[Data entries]
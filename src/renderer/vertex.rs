//! Vertex types for 2D rendering

use bytemuck::{Pod, Zeroable};
use glam::Vec2;

/// Court-space vertex with a solid color.
///
/// `tex_coord` always samples the center of a white texture.
#[repr(C)]
#[derive(Copy, Clone, Debug, PartialEq, Pod, Zeroable)]
pub struct Vertex {
    pub position: [f32; 3],
    pub color: [u8; 4],
    pub tex_coord: [f32; 2],
}

/// Texture coordinate used for every solid-color vertex
pub const WHITE_TEX_COORD: [f32; 2] = [0.5, 0.5];

impl Vertex {
    pub const fn new(x: f32, y: f32, color: [u8; 4]) -> Self {
        Self {
            position: [x, y, 0.0],
            color,
            tex_coord: WHITE_TEX_COORD,
        }
    }

    #[inline]
    pub fn at(p: Vec2, color: [u8; 4]) -> Self {
        Self::new(p.x, p.y, color)
    }

    pub fn desc() -> wgpu::VertexBufferLayout<'static> {
        wgpu::VertexBufferLayout {
            array_stride: std::mem::size_of::<Vertex>() as wgpu::BufferAddress,
            step_mode: wgpu::VertexStepMode::Vertex,
            attributes: &[
                wgpu::VertexAttribute {
                    offset: 0,
                    shader_location: 0,
                    format: wgpu::VertexFormat::Float32x3,
                },
                wgpu::VertexAttribute {
                    offset: std::mem::size_of::<[f32; 3]>() as wgpu::BufferAddress,
                    shader_location: 1,
                    format: wgpu::VertexFormat::Unorm8x4,
                },
                wgpu::VertexAttribute {
                    offset: (std::mem::size_of::<[f32; 3]>() + std::mem::size_of::<[u8; 4]>())
                        as wgpu::BufferAddress,
                    shader_location: 2,
                    format: wgpu::VertexFormat::Float32x2,
                },
            ],
        }
    }
}

/// Pack a 0xRRGGBBAA literal into RGBA bytes
pub const fn hex_color(hex: u32) -> [u8; 4] {
    [
        (hex >> 24) as u8,
        (hex >> 16) as u8,
        (hex >> 8) as u8,
        hex as u8,
    ]
}

/// Colors for game elements
pub mod colors {
    use super::hex_color;

    pub const BACKGROUND: [u8; 4] = hex_color(0x193b59ff);
    pub const FOREGROUND: [u8; 4] = hex_color(0xffffffff);
    pub const BALL: [u8; 4] = FOREGROUND;
    pub const BRICK: [u8; 4] = FOREGROUND;
    pub const HUB: [u8; 4] = FOREGROUND;
    pub const LIFE: [u8; 4] = FOREGROUND;
}
//! Ring Breaker - a circular breakout game
//!
//! Core modules:
//! - `sim`: Deterministic simulation (ball physics, ring collisions, board state)
//! - `input`: Pointer motion to ring rotation
//! - `renderer`: Renderer-agnostic triangle lists and the court/clip transform
//! - `settings`: Session and host tuning
//! - `autopilot`: Seeded pointer driver for demo sessions

pub mod autopilot;
pub mod input;
pub mod renderer;
pub mod settings;
pub mod sim;

pub use input::{InputEvent, InputMapper};
pub use settings::Settings;

use glam::Vec2;

/// Game configuration constants
pub mod consts {
    use glam::Vec2;

    /// Number of concentric brick rings
    pub const RINGS: usize = 5;
    /// Bricks per ring
    pub const BRICKS_PER_ROW: usize = 12;
    /// Angular width of one brick (degrees)
    pub const BRICK_ANGLE: f32 = 360.0 / BRICKS_PER_ROW as f32;
    /// Inner radius of ring 0; ring `i` starts at `INNER_RADIUS + i`
    pub const INNER_RADIUS: f32 = 2.0;
    /// Radial width of every ring
    pub const RING_WIDTH: f32 = 0.9;
    /// Duration of the brick shrink animation (seconds)
    pub const LERP_TIME: f32 = 0.1;

    /// Central hub radius (non-destructible)
    pub const HUB_RADIUS: f32 = 1.0;

    /// Ball defaults
    pub const BALL_RADIUS: f32 = 0.2;
    pub const BALL_START: Vec2 = Vec2::new(0.0, 1.5);
    pub const BALL_START_VELOCITY: Vec2 = Vec2::new(2.0, 0.0);

    /// Court half-extents; leaving them costs a life
    pub const COURT_HALF_EXTENTS: Vec2 = Vec2::new(9.0, 7.0);
    pub const STARTING_LIVES: u8 = 3;

    /// Life indicator radius (drawn in the court's top-left corner)
    pub const GUI_BALL_RADIUS: f32 = 0.1;
    /// Visible margin around the court
    pub const WALL_RADIUS: f32 = 0.05;
    pub const PADDING: f32 = 0.14;

    /// Velocity multiplier applied on every collision: 2^(1/(2*BRICKS_PER_ROW))
    #[inline]
    pub fn speedup() -> f32 {
        2.0_f32.powf(1.0 / (2 * BRICKS_PER_ROW) as f32)
    }
}

/// Normalize an angle to [0, 360) degrees
#[inline]
pub fn normalize_degrees(angle: f32) -> f32 {
    let wrapped = angle.rem_euclid(360.0);
    // rem_euclid rounds tiny negatives up to exactly 360
    if wrapped >= 360.0 { 0.0 } else { wrapped }
}

/// Wrap an angular delta to (-180, 180] degrees
#[inline]
pub fn wrap_delta_degrees(delta: f32) -> f32 {
    let wrapped = normalize_degrees(delta);
    if wrapped > 180.0 { wrapped - 360.0 } else { wrapped }
}

/// Convert polar (r, degrees) to cartesian (x, y)
#[inline]
pub fn polar_to_cartesian(r: f32, degrees: f32) -> Vec2 {
    let theta = degrees.to_radians();
    Vec2::new(r * theta.cos(), r * theta.sin())
}

/// Angle of a point around the origin, in degrees
#[inline]
pub fn angle_of(pos: Vec2) -> f32 {
    pos.y.atan2(pos.x).to_degrees()
}

/// Inner radius of a ring
#[inline]
pub fn ring_radius(ring: usize) -> f32 {
    consts::INNER_RADIUS + ring as f32
}

/// Angular offset of a ring for a global rotation.
///
/// Scaled inversely with radius so every ring's inner edge moves at the same
/// linear speed.
#[inline]
pub fn ring_angle(rotation: f32, ring: usize) -> f32 {
    rotation * consts::INNER_RADIUS / ring_radius(ring)
}
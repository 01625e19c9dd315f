//! Renderer-agnostic presentation
//!
//! Builds colored court-space triangles plus the court/clip transforms. GPU
//! resources, shaders and windowing belong to the host's renderer.

pub mod frame;
pub mod shapes;
pub mod vertex;
pub mod viewport;

pub use frame::{Frame, build_frame};
pub use vertex::{Vertex, colors};
pub use viewport::Viewport;
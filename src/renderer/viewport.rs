//! Court-to-clip transform
//!
//! The visible scene is the court plus a wall and padding margin, scaled
//! uniformly to fit the window and centered.

use glam::{Affine2, Mat4, UVec2, Vec2, Vec4};

use crate::consts::{PADDING, WALL_RADIUS};
use crate::input::pixel_to_clip;

/// Transform pair recomputed every frame from the window size
#[derive(Debug, Clone, Copy, PartialEq)]
pub struct Viewport {
    /// Court space to clip space
    pub court_to_clip: Mat4,
    /// Clip space back to court space (for pointer handling)
    pub clip_to_court: Affine2,
    pub size: UVec2,
}

impl Viewport {
    /// Fit a court with the given half-extents into a window
    pub fn fit(court: Vec2, size: UVec2) -> Self {
        let margin = Vec2::splat(2.0 * WALL_RADIUS + PADDING);
        let scene_min = -court - margin;
        let scene_max = court + margin;

        // Degenerate windows are the host's problem; avoid dividing by zero
        let size_f = size.max(UVec2::ONE).as_vec2();
        let aspect = size_f.x / size_f.y;

        // x must fit in [-aspect, aspect], y in [-1, 1]
        let extent = scene_max - scene_min;
        let scale = (2.0 * aspect / extent.x).min(2.0 / extent.y);
        let center = 0.5 * (scene_max + scene_min);

        let court_to_clip = Mat4::from_cols(
            Vec4::new(scale / aspect, 0.0, 0.0, 0.0),
            Vec4::new(0.0, scale, 0.0, 0.0),
            Vec4::new(0.0, 0.0, 1.0, 0.0),
            Vec4::new(-center.x * (scale / aspect), -center.y * scale, 0.0, 1.0),
        );
        let clip_to_court = Affine2::from_cols(
            Vec2::new(aspect / scale, 0.0),
            Vec2::new(0.0, 1.0 / scale),
            center,
        );

        Self {
            court_to_clip,
            clip_to_court,
            size,
        }
    }

    #[inline]
    pub fn to_clip(&self, court: Vec2) -> Vec2 {
        self.court_to_clip.transform_point3(court.extend(0.0)).truncate()
    }

    #[inline]
    pub fn to_court(&self, clip: Vec2) -> Vec2 {
        self.clip_to_court.transform_point2(clip)
    }

    /// Window pixel (top-left origin) to court coordinates
    #[inline]
    pub fn pixel_to_court(&self, pixel: Vec2) -> Vec2 {
        self.to_court(pixel_to_clip(pixel, self.size))
    }
}
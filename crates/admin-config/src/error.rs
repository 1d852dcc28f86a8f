//! Core error types for configuration handling.

use thiserror::Error;

/// Error type for configuration and path operations.
#[derive(Error, Debug)]
pub enum CoreError {
    /// Configuration error
    #[error("Configuration error: {0}")]
    Config(String),

    /// IO error
    #[error("IO error: {0}")]
    Io(#[from] std::io::Error),

    /// URL parsing error
    #[error("Invalid URL: {0}")]
    InvalidUrl(#[from] url::ParseError),

    /// JSON serialization/deserialization error
    #[error("JSON error: {0}")]
    Json(#[from] serde_json::Error),

    /// Path error (e.g., home directory not found)
    #[error("Path error: {0}")]
    Path(String),
}

/// Result type alias using CoreError.
pub type CoreResult<T> = Result<T, CoreError>;
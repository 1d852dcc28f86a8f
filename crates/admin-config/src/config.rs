//! Configuration management for the admin tools.

use crate::{CoreError, CoreResult, Paths};
use serde::{Deserialize, Serialize};
use std::path::Path;
use url::Url;

/// Backend API base URL (can be overridden at compile time via CMS_ADMIN_API_URL env var).
pub const DEFAULT_API_BASE_URL: &str = match option_env!("CMS_ADMIN_API_URL") {
    Some(url) => url,
    None => "http://localhost:5000/api",
};

/// Shared credential for read-only requests (compile time via CMS_ADMIN_PUBLIC_TOKEN env var).
///
/// Empty means "no public credential": GET requests then go out without an
/// `Authorization` header.
pub const DEFAULT_PUBLIC_TOKEN: &str = match option_env!("CMS_ADMIN_PUBLIC_TOKEN") {
    Some(token) => token,
    None => "",
};

/// Path of the backend login endpoint, relative to the API base URL.
pub const DEFAULT_LOGIN_PATH: &str = "/auth/login";

/// Default log level.
pub const DEFAULT_LOG_LEVEL: &str = "info";

/// Main configuration.
#[derive(Debug, Clone, Serialize, Deserialize)]
pub struct Config {
    /// Log level (trace, debug, info, warn, error).
    pub log_level: String,
    /// Backend API base URL.
    #[serde(default = "default_api_base_url")]
    pub api_base_url: String,
    /// Public bearer token attached to GET requests.
    #[serde(default = "default_public_token")]
    pub public_token: String,
    /// Login endpoint path.
    #[serde(default = "default_login_path")]
    pub login_path: String,
}

fn default_api_base_url() -> String {
    DEFAULT_API_BASE_URL.to_string()
}

fn default_public_token() -> String {
    DEFAULT_PUBLIC_TOKEN.to_string()
}

fn default_login_path() -> String {
    DEFAULT_LOGIN_PATH.to_string()
}

impl Default for Config {
    fn default() -> Self {
        Self {
            log_level: DEFAULT_LOG_LEVEL.to_string(),
            api_base_url: default_api_base_url(),
            public_token: default_public_token(),
            login_path: default_login_path(),
        }
    }
}

impl Config {
    /// Load configuration from a file, falling back to defaults.
    ///
    /// `api_base_url` and `public_token` are build-time values and always
    /// replace whatever the file contains.
    pub fn load(paths: &Paths) -> CoreResult<Self> {
        let config_path = paths.config_file();

        let mut config = if config_path.exists() {
            Self::load_from_file(&config_path)?
        } else {
            Self::default()
        };

        config.api_base_url = default_api_base_url();
        config.public_token = default_public_token();

        config.load_from_env();

        Ok(config)
    }

    /// Load configuration from a specific file.
    pub fn load_from_file(path: &Path) -> CoreResult<Self> {
        let content = std::fs::read_to_string(path)?;
        let config: Config = serde_json::from_str(&content)?;
        Ok(config)
    }

    /// Save configuration to a file.
    pub fn save(&self, paths: &Paths) -> CoreResult<()> {
        paths.ensure_dirs()?;
        let content = serde_json::to_string_pretty(self)?;
        std::fs::write(paths.config_file(), content)?;
        Ok(())
    }

    /// Only the log level can be overridden at runtime.
    fn load_from_env(&mut self) {
        if let Ok(log_level) = std::env::var("CMS_ADMIN_LOG_LEVEL") {
            self.log_level = log_level;
        }
    }

    /// Get the API base URL as a parsed URL.
    pub fn api_base_url(&self) -> CoreResult<Url> {
        let url = Url::parse(&self.api_base_url)?;
        if url.cannot_be_a_base() {
            return Err(CoreError::Config(format!(
                "API base URL cannot be used as a base: {}",
                self.api_base_url
            )));
        }
        Ok(url)
    }

    /// Whether a public token was configured for read requests.
    pub fn has_public_token(&self) -> bool {
        !self.public_token.is_empty()
    }
}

__ASSIGNED TASK__: Only lines containing the word "wgpu" should appear in the answer, and every such line from the records above must be there.

__SOLUTION TO THIS PROBLEM__:
    pub fn desc() -> wgpu::VertexBufferLayout<'static> {
        wgpu::VertexBufferLayout {
            array_stride: std::mem::size_of::<Vertex>() as wgpu::BufferAddress,
            step_mode: wgpu::VertexStepMode::Vertex,
                wgpu::VertexAttribute {
                    format: wgpu::VertexFormat::Float32x3,
                wgpu::VertexAttribute {
                    offset: std::mem::size_of::<[f32; 3]>() as wgpu::BufferAddress,
                    format: wgpu::VertexFormat::Unorm8x4,
                wgpu::VertexAttribute {
                        as wgpu::BufferAddress,
                    format: wgpu::VertexFormat::Float32x2,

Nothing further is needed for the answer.